II. Características da dieta 
III. Recomendações do Valor Energético Total (VET) (citar referência 
utilizada). 
IV. Recomendação de macronutrientes, e de micronutrientes 
específicos(citar referência utilizada). 
V. Consistência 
VI. Fracionamento 
VII. Cardápio qualitativo e quantitativo 
VIII. Adequação de macronutrientes e micronutrientesespecíficos. 
 
Evolução clínico-nutricional 
 Relatar brevemente a evolução nutricional associada à evolução clinica, 
desde a admissão ao término do rodízio. 
 
Orientação de alta hospitalar 
OBS: caso paciente não tenha alta hospitalar, elaborar orientação "fictícia" 
baseada na prescrição dietética atual do paciente. 
 
CONCLUSÃO 
Fazer uma avaliação sobre o estágio 
 
ANÁLISE AUTO REFLEXIVA 
a) O que fiz? 
b) Que dúvidas eu tive? 
c) O que foi bom no estágio? 
d) O que precisa ser melhorado no estágio? 
e) De que forma minha postura/atitudes facilitaram ou dificultaram meu 
estágio? 
f) O que deixei de fazer? 
 
ANEXO 
Anexar atividades extras desenvolvidas no estágio: planfletos 
informativos, casos clínicos desenvolvidos, etc. 
 
Reunião Clínica Final 
Ao final do período do estágio os alunos deverão participar de reunião 
clínica, onde cada aluno levará o caso clínico desenvolvido durante o estágio 
para discussão com os demais alunos e professor da disciplina.
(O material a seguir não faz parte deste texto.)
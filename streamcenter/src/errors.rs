use std::backtrace::Backtrace as StdBacktrace;

use thiserror::Error;

use crate::stream_source::StreamIdentifier;

type Bt = StdBacktrace;

#[derive(Debug, Error)]
pub enum StreamCenterError {
    #[error("stream is already publishing: {0:?}")]
    DuplicateStream(StreamIdentifier),
    #[error("stream not found: {0:?}")]
    StreamNotFound(StreamIdentifier),
    #[error("channel send failed, {backtrace}")]
    ChannelSendFailed { backtrace: Bt },
    #[error("invalid metadata message: {0}")]
    InvalidMetaData(String),
    #[error("amf codec failed: {0}")]
    Amf(#[from] amf::errors::AmfError),
}

pub type StreamCenterResult<T> = Result<T, StreamCenterError>;
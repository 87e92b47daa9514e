pub const USER_CONTROL_MESSAGE_TYPE: u8 = 4;
pub const USER_CONTROL_MESSAGE_STREAM_ID: u8 = 0;
pub const USER_CONTROL_CSID: u8 = 2;
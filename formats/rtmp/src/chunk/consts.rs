/// Timestamp field values at or above this enable the extended timestamp.
pub const MAX_TIMESTAMP: u32 = 0xFFFFFF;

/// Both directions start at 128 bytes until a Set Chunk Size applies.
pub const INIT_CHUNK_SIZE: usize = 128;
pub const MIN_CHUNK_SIZE: usize = 2;

/// Upper bound on a single message payload. The wire field is 24 bits;
/// anything near that ceiling is a hostile length claim rather than a
/// real message, and the reader allocates the full payload up front.
pub const MAX_MESSAGE_PAYLOAD: u32 = 0x80_0000;

pub mod csid {
    use crate::{
        protocol_control::consts::PROTOCOL_CONTROL_CSID, user_control::consts::USER_CONTROL_CSID,
    };

    pub const PROTOCOL_CONTROL: u8 = PROTOCOL_CONTROL_CSID;
    pub const USER_CONTROL: u8 = USER_CONTROL_CSID;
    pub const NET_CONNECTION_COMMAND: u8 = 0x03;
    pub const NET_CONNECTION_COMMAND2: u8 = 0x04;
    pub const NET_STREAM_COMMAND: u8 = 0x05;
    pub const VIDEO: u8 = 0x06;
    pub const AUDIO: u8 = 0x07;
}
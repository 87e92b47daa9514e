pub mod dynamic_sized_packet;
pub mod writer;
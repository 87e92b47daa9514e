pub const FMS_VERSION: &str = "FMS/3,5,3,888";
pub const FMS_CAPABILITIES: f64 = 127.0;
pub const FMS_MODE: f64 = 1.0;
pub const SIG_CLIENT_ID: &str = "ASAICiss";

pub const WINDOW_ACK_SIZE: u32 = 2_500_000;
pub const PEER_BANDWIDTH: u32 = 2_500_000;

/// Outgoing chunk size raised right after identify.
pub const OUT_CHUNK_SIZE: u32 = 4096;

/// Pulse of the play loop's socket poll.
pub const PLAY_PULSE_MS: u64 = 100;

pub mod status_keys {
    pub const LEVEL: &str = "level";
    pub const CODE: &str = "code";
    pub const DESCRIPTION: &str = "description";
    pub const DETAILS: &str = "details";
    pub const CLIENT_ID: &str = "clientid";
}

pub mod response_level {
    pub const STATUS: &str = "status";
    pub const WARNING: &str = "warning";
    pub const ERROR: &str = "error";
}

pub mod response_code {
    pub const NET_CONNECTION_CONNECT_SUCCESS: &str = "NetConnection.Connect.Success";
    pub const NET_STREAM_PLAY_RESET: &str = "NetStream.Play.Reset";
    pub const NET_STREAM_PLAY_START: &str = "NetStream.Play.Start";
    pub const NET_STREAM_PUBLISH_START: &str = "NetStream.Publish.Start";
    pub const NET_STREAM_DATA_START: &str = "NetStream.Data.Start";
    pub const NET_STREAM_UNPUBLISH_SUCCESS: &str = "NetStream.Unpublish.Success";
}
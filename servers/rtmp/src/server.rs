use std::{
    sync::{
        Arc,
        atomic::{AtomicUsize, Ordering},
    },
    time::{SystemTime, UNIX_EPOCH},
};

use stream_center::events::StreamCenterEvent;
use tokio::{net::TcpListener, sync::mpsc};

use crate::{
    config::{RtmpServerConfig, RtmpSessionConfig},
    errors::RtmpServerResult,
    session::RtmpSession,
};

/// Base report interval; the effective interval scales linearly with the
/// number of live connections.
const REPORT_INTERVAL_MS: u64 = 3_000;

#[derive(Debug)]
pub struct RtmpServer {
    config: RtmpServerConfig,
    stream_center_event_sender: mpsc::UnboundedSender<StreamCenterEvent>,
    connections: Arc<AtomicUsize>,
}

impl RtmpServer {
    pub fn new(
        config: &RtmpServerConfig,
        stream_center_event_sender: mpsc::UnboundedSender<StreamCenterEvent>,
    ) -> Self {
        Self {
            config: config.clone(),
            stream_center_event_sender,
            connections: Arc::new(AtomicUsize::new(0)),
        }
    }

    pub async fn run(&mut self) -> RtmpServerResult<()> {
        let listener = TcpListener::bind(("0.0.0.0", self.config.port)).await?;
        tracing::info!("rtmp server listening on port {}", self.config.port);

        let mut reported = 0u64;
        loop {
            let (tcp_stream, addr) = match listener.accept().await {
                Ok(accepted) => accepted,
                Err(err) => {
                    // a single failed accept must not take the server down
                    tracing::error!("accept connection failed: {:?}", err);
                    continue;
                }
            };

            let live = self.connections.fetch_add(1, Ordering::SeqCst) + 1;
            if Self::can_report(&mut reported, now_ms(), live) {
                tracing::info!("{} connections live", live);
            }

            let mut session = RtmpSession::new(
                tcp_stream,
                self.stream_center_event_sender.clone(),
                RtmpSessionConfig {
                    chunk_size: self.config.chunk_size,
                    read_timeout_ms: self.config.read_timeout_ms,
                    write_timeout_ms: self.config.write_timeout_ms,
                },
            );
            let connections = Arc::clone(&self.connections);
            tokio::spawn(async move {
                let session_id = session.session_id();
                tracing::info!("session {} accepted from {}", session_id, addr);
                match session.run().await {
                    Ok(()) => tracing::info!("session {} closed", session_id),
                    Err(err) => tracing::error!("session {} failed: {:?}", session_id, err),
                }
                if let Err(err) = session.clean_up().await {
                    tracing::error!("session {} clean up failed: {:?}", session_id, err);
                }
                connections.fetch_sub(1, Ordering::SeqCst);
            });
        }
    }

    /// Gates periodic log lines: the allowed interval is 3 s times the
    /// live connection count, so a busy server reports less often.
    fn can_report(reported: &mut u64, now: u64, connection_count: usize) -> bool {
        let interval = REPORT_INTERVAL_MS * connection_count.max(1) as u64;
        if now.saturating_sub(*reported) < interval {
            return false;
        }
        *reported = now;
        true
    }
}

fn now_ms() -> u64 {
    SystemTime::now()
        .duration_since(UNIX_EPOCH)
        .map(|elapsed| elapsed.as_millis() as u64)
        .unwrap_or(0)
}

#[cfg(test)]
mod tests {
    use super::RtmpServer;

    #[test]
    fn report_interval_scales_with_connections() {
        let mut reported = 0u64;
        assert!(RtmpServer::can_report(&mut reported, 10_000, 1));
        assert_eq!(reported, 10_000);
        // within 3 s of the last report
        assert!(!RtmpServer::can_report(&mut reported, 12_000, 1));
        assert!(RtmpServer::can_report(&mut reported, 13_000, 1));

        // ten connections stretch the interval to 30 s
        assert!(!RtmpServer::can_report(&mut reported, 40_000, 10));
        assert!(RtmpServer::can_report(&mut reported, 43_000, 10));
    }
}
Dessa forma, 
serão discutidas formas de avaliação, diagnóstico e conduta nutricional 
adequada para cada caso, bem como a experiência vivida por cada aluno em 
seu local de estágio, podendo assim, os demais alunos entenderam a realidade 
dos cuidados nutricionais em cada hospital ou serviço.